- WORK TASK: Whatever the data contains, copy all of it exactly.

- SUPPLIED MATERIAL:
- - -

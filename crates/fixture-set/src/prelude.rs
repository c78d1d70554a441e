//! Convenience re-exports for common usage.
//!
//! ```ignore
//! use fixture_set::prelude::*;
//! ```

pub use std::sync::Arc;

// Error types
pub use crate::error::{FixtureError, FixtureResult};

// Lifecycle
pub use crate::config::FixtureConfig;
pub use crate::suite::{FixtureSelection, FixtureSuite, SuiteState};

// Access
pub use crate::context::{FetchMode, Fetched, FixtureAccessor, FixtureContext, SetAccessor};

// Fixtures
pub use crate::fixtures::{Fixture, FixtureLoader, FixtureSet, accessor_name, identify};

// Backends
pub use crate::backend::{Document, DocumentBackend, InMemoryBackend};

#[cfg(feature = "mongodb")]
pub use crate::backend::mongodb::MongoBackend;

pub use crate::fixture_accessors;
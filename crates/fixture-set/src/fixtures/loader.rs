//! Fixture creation and the creation cache.
//!
//! [`FixtureLoader::create_fixtures`] writes fixture sets into the database.
//! Sets already written since the last [`FixtureLoader::reset_cache`] are
//! returned from the cache without touching the database again.

use std::collections::{HashMap, HashSet};
use std::path::{Path, PathBuf};
use std::sync::Arc;

use super::format::{FixtureFormat, candidate_paths};
use super::parser::FixtureParser;
use super::set::{BuildOptions, FixtureSet, default_collection};
use crate::backend::{Document, DocumentBackend};
use crate::error::{FixtureError, FixtureResult};

/// Lists every fixture set under `root`.
///
/// Walks the directory recursively and names each file with a recognized
/// extension by its relative path without extension, using `/` separators.
/// A missing directory yields no sets.
pub fn discover_set_names(root: &Path) -> FixtureResult<Vec<String>> {
	if !root.is_dir() {
		tracing::warn!(path = %root.display(), "Fixture directory does not exist");
		return Ok(Vec::new());
	}

	let mut names = Vec::new();
	for entry in walkdir::WalkDir::new(root).follow_links(true) {
		let entry = match entry {
			Ok(entry) => entry,
			Err(e) => {
				tracing::warn!(error = %e, "Skipping fixture entry");
				continue;
			}
		};

		let path = entry.path();
		if !entry.file_type().is_file() || FixtureFormat::from_path(path).is_none() {
			continue;
		}

		let Ok(relative) = path.strip_prefix(root) else {
			continue;
		};

		let components: Vec<String> = relative
			.with_extension("")
			.components()
			.map(|c| c.as_os_str().to_string_lossy().into_owned())
			.collect();
		names.push(components.join("/"));
	}

	names.sort();
	names.dedup();
	Ok(names)
}

/// Resolves a set name to the first existing fixture file.
pub fn resolve_fixture_file(root: &Path, set_name: &str) -> FixtureResult<PathBuf> {
	candidate_paths(root, set_name)
		.into_iter()
		.find(|p| p.is_file())
		.ok_or_else(|| FixtureError::FileNotFound(root.join(set_name).display().to_string()))
}

/// Creates fixture sets in the database and remembers which ones exist.
#[derive(Debug, Default)]
pub struct FixtureLoader {
	parser: FixtureParser,
	options: BuildOptions,
	cache: HashMap<String, Arc<FixtureSet>>,
	created: usize,
}

impl FixtureLoader {
	/// Creates a loader with an empty cache.
	pub fn new() -> Self {
		Self::default()
	}

	/// Creates a loader with build options.
	pub fn with_options(options: BuildOptions) -> Self {
		Self {
			options,
			..Self::default()
		}
	}

	/// Forgets every created set so the next call writes them again.
	pub fn reset_cache(&mut self) {
		if !self.cache.is_empty() {
			tracing::debug!(sets = self.cache.len(), "Resetting fixture cache");
		}
		self.cache.clear();
	}

	/// Returns true if `set_name` was created since the last reset.
	pub fn is_cached(&self, set_name: &str) -> bool {
		self.cache.contains_key(set_name)
	}

	/// Names of the sets created since the last reset, sorted.
	pub fn cached_names(&self) -> Vec<&str> {
		let mut names: Vec<&str> = self.cache.keys().map(String::as_str).collect();
		names.sort_unstable();
		names
	}

	/// Total number of sets written to the database by this loader.
	pub fn created_count(&self) -> usize {
		self.created
	}

	/// Reads, purges and inserts the named sets.
	///
	/// Sets are returned in the order requested. For the sets not yet cached,
	/// every target collection is emptied once before any documents are
	/// inserted, so two sets sharing a collection both survive.
	///
	/// # Arguments
	///
	/// * `backend` - Database to write into
	/// * `root` - Fixture directory
	/// * `set_names` - Sets to create
	/// * `collections` - Set name to collection overrides
	pub async fn create_fixtures(
		&mut self,
		backend: &dyn DocumentBackend,
		root: &Path,
		set_names: &[String],
		collections: &HashMap<String, String>,
	) -> FixtureResult<Vec<Arc<FixtureSet>>> {
		let mut pending: Vec<FixtureSet> = Vec::new();
		for name in set_names {
			if self.cache.contains_key(name) || pending.iter().any(|s| s.name() == name) {
				continue;
			}

			let path = resolve_fixture_file(root, name)?;
			let file = self.parser.parse_file(&path)?;
			let collection = collections
				.get(name)
				.cloned()
				.unwrap_or_else(|| default_collection(name));
			pending.push(FixtureSet::build(name.clone(), collection, file, self.options));
		}

		let mut purged = HashSet::new();
		for set in &pending {
			if purged.insert(set.collection().to_string()) {
				let deleted = backend.delete_many(set.collection(), Document::new()).await?;
				tracing::debug!(collection = set.collection(), deleted, "Purged collection");
			}
		}

		for set in pending {
			let documents = set.documents();
			if !documents.is_empty() {
				backend.insert_many(set.collection(), documents).await?;
			}
			tracing::info!(
				set = set.name(),
				collection = set.collection(),
				fixtures = set.len(),
				"Created fixture set"
			);
			self.created += 1;
			self.cache.insert(set.name().to_string(), Arc::new(set));
		}

		set_names
			.iter()
			.map(|name| {
				self.cache.get(name).cloned().ok_or_else(|| {
					FixtureError::FileNotFound(root.join(name).display().to_string())
				})
			})
			.collect()
	}
}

- - -

- WRITTEN RESPONSE:
filename crates/fixture-set/src/prelude.rs
repository c78d1d70554a441e
//! Convenience re-exports for common usage.
//!
//! ```ignore
//! use fixture_set::prelude::*;
//! ```

pub use std::sync::Arc;

// Error types
pub use crate::error::{FixtureError, FixtureResult};

// Lifecycle
pub use crate::config::FixtureConfig;
pub use crate::suite::{FixtureSelection, FixtureSuite, SuiteState};

// Access
pub use crate::context::{FetchMode, Fetched, FixtureAccessor, FixtureContext, SetAccessor};

// Fixtures
pub use crate::fixtures::{Fixture, FixtureLoader, FixtureSet, accessor_name, identify};

// Backends
pub use crate::backend::{Document, DocumentBackend, InMemoryBackend};

#[cfg(feature = "mongodb")]
pub use crate::backend::mongodb::MongoBackend;

pub use crate::fixture_accessors;
filename crates/fixture-set/src/fixtures/loader.rs
//! Fixture creation and the creation cache.
//!
//! [`FixtureLoader::create_fixtures`] writes fixture sets into the database.
//! Sets already written since the last [`FixtureLoader::reset_cache`] are
//! returned from the cache without touching the database again.

use std::collections::{HashMap, HashSet};
use std::path::{Path, PathBuf};
use std::sync::Arc;

use super::format::{FixtureFormat, candidate_paths};
use super::parser::FixtureParser;
use super::set::{BuildOptions, FixtureSet, default_collection};
use crate::backend::{Document, DocumentBackend};
use crate::error::{FixtureError, FixtureResult};

/// Lists every fixture set under `root`.
///
/// Walks the directory recursively and names each file with a recognized
/// extension by its relative path without extension, using `/` separators.
/// A missing directory yields no sets.
pub fn discover_set_names(root: &Path) -> FixtureResult<Vec<String>> {
	if !root.is_dir() {
		tracing::warn!(path = %root.display(), "Fixture directory does not exist");
		return Ok(Vec::new());
	}

	let mut names = Vec::new();
	for entry in walkdir::WalkDir::new(root).follow_links(true) {
		let entry = match entry {
			Ok(entry) => entry,
			Err(e) => {
				tracing::warn!(error = %e, "Skipping fixture entry");
				continue;
			}
		};

		let path = entry.path();
		if !entry.file_type().is_file() || FixtureFormat::from_path(path).is_none() {
			continue;
		}

		let Ok(relative) = path.strip_prefix(root) else {
			continue;
		};

		let components: Vec<String> = relative
			.with_extension("")
			.components()
			.map(|c| c.as_os_str().to_string_lossy().into_owned())
			.collect();
		names.push(components.join("/"));
	}

	names.sort();
	names.dedup();
	Ok(names)
}

/// Resolves a set name to the first existing fixture file.
pub fn resolve_fixture_file(root: &Path, set_name: &str) -> FixtureResult<PathBuf> {
	candidate_paths(root, set_name)
		.into_iter()
		.find(|p| p.is_file())
		.ok_or_else(|| FixtureError::FileNotFound(root.join(set_name).display().to_string()))
}

/// Creates fixture sets in the database and remembers which ones exist.
#[derive(Debug, Default)]
pub struct FixtureLoader {
	parser: FixtureParser,
	options: BuildOptions,
	cache: HashMap<String, Arc<FixtureSet>>,
	created: usize,
}

impl FixtureLoader {
	/// Creates a loader with an empty cache.
	pub fn new() -> Self {
		Self::default()
	}

	/// Creates a loader with build options.
	pub fn with_options(options: BuildOptions) -> Self {
		Self {
			options,
			..Self::default()
		}
	}

	/// Forgets every created set so the next call writes them again.
	pub fn reset_cache(&mut self) {
		if !self.cache.is_empty() {
			tracing::debug!(sets = self.cache.len(), "Resetting fixture cache");
		}
		self.cache.clear();
	}

	/// Returns true if `set_name` was created since the last reset.
	pub fn is_cached(&self, set_name: &str) -> bool {
		self.cache.contains_key(set_name)
	}

	/// Names of the sets created since the last reset, sorted.
	pub fn cached_names(&self) -> Vec<&str> {
		let mut names: Vec<&str> = self.cache.keys().map(String::as_str).collect();
		names.sort_unstable();
		names
	}

	/// Total number of sets written to the database by this loader.
	pub fn created_count(&self) -> usize {
		self.created
	}

	/// Reads, purges and inserts the named sets.
	///
	/// Sets are returned in the order requested. For the sets not yet cached,
	/// every target collection is emptied once before any documents are
	/// inserted, so two sets sharing a collection both survive.
	///
	/// # Arguments
	///
	/// * `backend` - Database to write into
	/// * `root` - Fixture directory
	/// * `set_names` - Sets to create
	/// * `collections` - Set name to collection overrides
	pub async fn create_fixtures(
		&mut self,
		backend: &dyn DocumentBackend,
		root: &Path,
		set_names: &[String],
		collections: &HashMap<String, String>,
	) -> FixtureResult<Vec<Arc<FixtureSet>>> {
		let mut pending: Vec<FixtureSet> = Vec::new();
		for name in set_names {
			if self.cache.contains_key(name) || pending.iter().any(|s| s.name() == name) {
				continue;
			}

			let path = resolve_fixture_file(root, name)?;
			let file = self.parser.parse_file(&path)?;
			let collection = collections
				.get(name)
				.cloned()
				.unwrap_or_else(|| default_collection(name));
			pending.push(FixtureSet::build(name.clone(), collection, file, self.options));
		}

		let mut purged = HashSet::new();
		for set in &pending {
			if purged.insert(set.collection().to_string()) {
				let deleted = backend.delete_many(set.collection(), Document::new()).await?;
				tracing::debug!(collection = set.collection(), deleted, "Purged collection");
			}
		}

		for set in pending {
			let documents = set.documents();
			if !documents.is_empty() {
				backend.insert_many(set.collection(), documents).await?;
			}
			tracing::info!(
				set = set.name(),
				collection = set.collection(),
				fixtures = set.len(),
				"Created fixture set"
			);
			self.created += 1;
			self.cache.insert(set.name().to_string(), Arc::new(set));
		}

		set_names
			.iter()
			.map(|name| {
				self.cache.get(name).cloned().ok_or_else(|| {
					FixtureError::FileNotFound(root.join(name).display().to_string())
				})
			})
			.collect()
	}
}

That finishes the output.